13
Oficina federal, sala 313
Crystal City, Virginia
Miércoles, 11.30 h.
Adam Lentz, sentado en su mesa en un anodino despacho con pocos muebles, contemplaba la cinta de vídeo que tenía ante sí, ansioso por verla. Todavía olía a humo del incendio de DyMar.
El nombre de Lentz no aparecía en la puerta del despacho, tampoco tenía una placa en la mesa nueva, ningún inútil adorno de importancia o poder. Adam Lentz tenía muchos títulos, muchas influencias que podía haber utilizado a su conveniencia. No había tenido más que elegir el papel que mejor le permitiría realizar su trabajo.
Su despacho era de sencillas paredes blancas, una habitación interior sin ventanas, sin persianas, sin medio de que le espiaran. El mismo edificio era de una arquitectura totalmente anodina, un bloque más de oficinas federales dedicadas a la insondable tarea de una creciente burocracia.
Todas las tardes, al terminar la jornada laboral, Crystal City se convertía en una ciudad fantasma en cuanto los funcionarios federales —administrativos y auxiliares— se apresuraban a volver a sus casas en Gaithersburg, Georgetown, Annapolis, Silver Spring, dejando deshabitada aquella zona. Lentz solía quedarse hasta tarde sólo para contemplar el comportamiento tribal del ser humano.
Parte de su tarea en aquel edificio gubernamental había consistido en supervisar la investigación de David y Darin Kennessy en los laboratorios DyMar. Otros grupos del Instituto Tecnológico de California, la NASA, el Instituto de Manufactura Molecular, incluso el centro de desarrollo y tecnología avanzada de Mitsubishi, en Japón, le llevaban la delantera en la investigación. Pero los Kennessy habían tenido algunos golpes de suerte cruciales —o habían tomado hábiles decisiones— y Lentz sabía que su laboratorio era el que tenía más probabilidades de lograr algún resultado importante.
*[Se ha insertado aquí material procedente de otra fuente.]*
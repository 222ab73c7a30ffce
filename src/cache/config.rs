//! Response cache configuration.
//!
//! Built once from a map of overrides merged over [`defaults`], validated,
//! and never mutated afterwards. Every key of the map is optional:
//!
//! | Key              | Default    | Shape                                  |
//! |------------------|------------|----------------------------------------|
//! | `included_path`  | `"*"`      | `"*"`, regex, list of regexes, `null`  |
//! | `excluded_path`  | `null`     | same as `included_path`                |
//! | `methods`        | `["GET"]`  | list of HTTP methods (or one string)   |
//! | `status_codes`   | `[200]`    | list of status codes (or one number)   |
//! | `ttl`            | `864000`   | seconds, > 0                           |
//! | `included_query` | `"*"`      | `"*"`, key list, key map, `null`       |
//! | `excluded_query` | `null`     | same as `included_query`               |
//! | `ignored_query`  | `null`     | same as `included_query`               |
//! | `max_body_bytes` | `10485760` | largest response body that is captured |
//!
//! An explicit `null` override replaces the default, so
//! `{"included_query": null}` turns query inclusion into default-deny.

use std::time::Duration;

use axum::http::{Method, StatusCode};
use serde_json::{Map, Value, json};

use crate::error::{AppError, AppResult};
use crate::filter::FilterSpec;

/// Ten days.
pub const DEFAULT_TTL_SECS: u64 = 864_000;

/// Largest response body captured into the cache (10MB).
pub const DEFAULT_MAX_BODY_BYTES: usize = 10 * 1024 * 1024;

/// Every key accepted in a cache configuration map.
pub const CACHE_KEYS: [&str; 9] = [
    "included_path",
    "excluded_path",
    "methods",
    "status_codes",
    "ttl",
    "included_query",
    "excluded_query",
    "ignored_query",
    "max_body_bytes",
];

/// Default configuration map.
pub fn defaults() -> Map<String, Value> {
    let value = json!({
        "included_path": "*",
        "excluded_path": null,
        "methods": ["GET"],
        "status_codes": [200],
        "ttl": DEFAULT_TTL_SECS,
        "included_query": "*",
        "excluded_query": null,
        "ignored_query": null,
        "max_body_bytes": DEFAULT_MAX_BODY_BYTES,
    });
    match value {
        Value::Object(map) => map,
        _ => Map::new(),
    }
}

/// Immutable response cache configuration.
#[derive(Debug, Clone)]
pub struct CacheConfig {
    pub included_path: FilterSpec,
    pub excluded_path: FilterSpec,
    /// HTTP methods eligible for caching (never empty)
    pub methods: Vec<Method>,
    /// Response status codes eligible for caching (never empty)
    pub status_codes: Vec<StatusCode>,
    pub ttl: Duration,
    pub included_query: FilterSpec,
    pub excluded_query: FilterSpec,
    pub ignored_query: FilterSpec,
    pub max_body_bytes: usize,
}

impl Default for CacheConfig {
    fn default() -> Self {
        Self {
            included_path: FilterSpec::Wildcard,
            excluded_path: FilterSpec::Empty,
            methods: vec![Method::GET],
            status_codes: vec![StatusCode::OK],
            ttl: Duration::from_secs(DEFAULT_TTL_SECS),
            included_query: FilterSpec::Wildcard,
            excluded_query: FilterSpec::Empty,
            ignored_query: FilterSpec::Empty,
            max_body_bytes: DEFAULT_MAX_BODY_BYTES,
        }
    }
}

impl CacheConfig {
    /// Merge `overrides` over the defaults and resolve the result.
    ///
    /// # Errors
    ///
    /// Returns `AppError::ConfigError` for unknown keys, wrongly-typed
    /// values, empty method/status lists or a zero TTL, and
    /// `AppError::InvalidPattern` for path rules that do not compile.
    pub fn from_overrides(overrides: &Map<String, Value>) -> AppResult<Self> {
        let mut merged = defaults();
        for (key, value) in overrides {
            if !CACHE_KEYS.contains(&key.as_str()) {
                return Err(AppError::ConfigError(format!(
                    "Unknown response cache setting `{key}`"
                )));
            }
            merged.insert(key.clone(), value.clone());
        }

        let get = |key: &str| merged.get(key).unwrap_or(&Value::Null);

        Ok(Self {
            included_path: FilterSpec::path_rule("included_path", get("included_path"))?,
            excluded_path: FilterSpec::path_rule("excluded_path", get("excluded_path"))?,
            methods: parse_methods(get("methods"))?,
            status_codes: parse_status_codes(get("status_codes"))?,
            ttl: Duration::from_secs(parse_positive("ttl", get("ttl"))?),
            included_query: FilterSpec::query_rule("included_query", get("included_query"))?,
            excluded_query: FilterSpec::query_rule("excluded_query", get("excluded_query"))?,
            ignored_query: FilterSpec::query_rule("ignored_query", get("ignored_query"))?,
            max_body_bytes: usize::try_from(parse_positive(
                "max_body_bytes",
                get("max_body_bytes"),
            )?)
            .map_err(|e| AppError::ConfigError(format!("Invalid max_body_bytes: {e}")))?,
        })
    }

    /// Whether a response with `status` to a `method` request may be cached.
    pub fn is_active(&self, status: StatusCode, method: &Method) -> bool {
        self.status_codes.contains(&status) && self.methods.contains(method)
    }
}

/// Accept a list or a lone scalar.
fn as_list(value: &Value) -> Vec<&Value> {
    match value {
        Value::Null => Vec::new(),
        Value::Array(items) => items.iter().collect(),
        other => vec![other],
    }
}

fn parse_methods(value: &Value) -> AppResult<Vec<Method>> {
    let methods = as_list(value)
        .into_iter()
        .map(|item| {
            let name = item.as_str().ok_or_else(|| {
                AppError::ConfigError(format!("`methods` must contain strings, got {item}"))
            })?;
            Method::from_bytes(name.trim().to_ascii_uppercase().as_bytes())
                .map_err(|e| AppError::ConfigError(format!("Invalid method `{name}`: {e}")))
        })
        .collect::<AppResult<Vec<_>>>()?;

    if methods.is_empty() {
        return Err(AppError::ConfigError(
            "`methods` must list at least one HTTP method".to_string(),
        ));
    }
    Ok(methods)
}

fn parse_status_codes(value: &Value) -> AppResult<Vec<StatusCode>> {
    let codes = as_list(value)
        .into_iter()
        .map(|item| {
            item.as_u64()
                .and_then(|code| u16::try_from(code).ok())
                .filter(|code| (100..=599).contains(code))
                .and_then(|code| StatusCode::from_u16(code).ok())
                .ok_or_else(|| {
                    AppError::ConfigError(format!(
                        "`status_codes` must contain codes between 100 and 599, got {item}"
                    ))
                })
        })
        .collect::<AppResult<Vec<_>>>()?;

    if codes.is_empty() {
        return Err(AppError::ConfigError(
            "`status_codes` must list at least one status code".to_string(),
        ));
    }
    Ok(codes)
}

fn parse_positive(key: &str, value: &Value) -> AppResult<u64> {
    value
        .as_u64()
        .filter(|n| *n > 0)
        .ok_or_else(|| AppError::ConfigError(format!("`{key}` must be a positive integer, got {value}")))
}
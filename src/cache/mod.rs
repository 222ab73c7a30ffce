//! Response cache building blocks.
//!
//! - [`config`]: immutable `CacheConfig` built from a defaults-then-overrides merge
//! - [`key`]: deterministic cache key derivation
//! - [`store`]: the `CacheStore` trait the middleware reads and writes through
//! - [`memory`]: in-process `MemoryStore` on Moka

pub mod config;
pub mod key;
pub mod memory;
pub mod store;

pub use config::CacheConfig;
pub use key::build_key;
pub use memory::MemoryStore;
pub use store::{CacheEntry, CacheStore, StoreError};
Había seguido el trabajo y el notable progreso de los hermanos, les había animado y les había apoyado. Algunos de los primeros experimentos con ratas y pequeños animales habían sido sorprendentes, y a veces también horrendos. Aquellas muestras y prototipos iniciales habían sido confiscados y, confiaba, destruidos. Pero David Kennessy, que siguió trabajando después de que se marchara su hermano, había tenido demasiado éxito. Las cosas se le habían escapado de las manos y el científico ni siquiera había visto venir los problemas.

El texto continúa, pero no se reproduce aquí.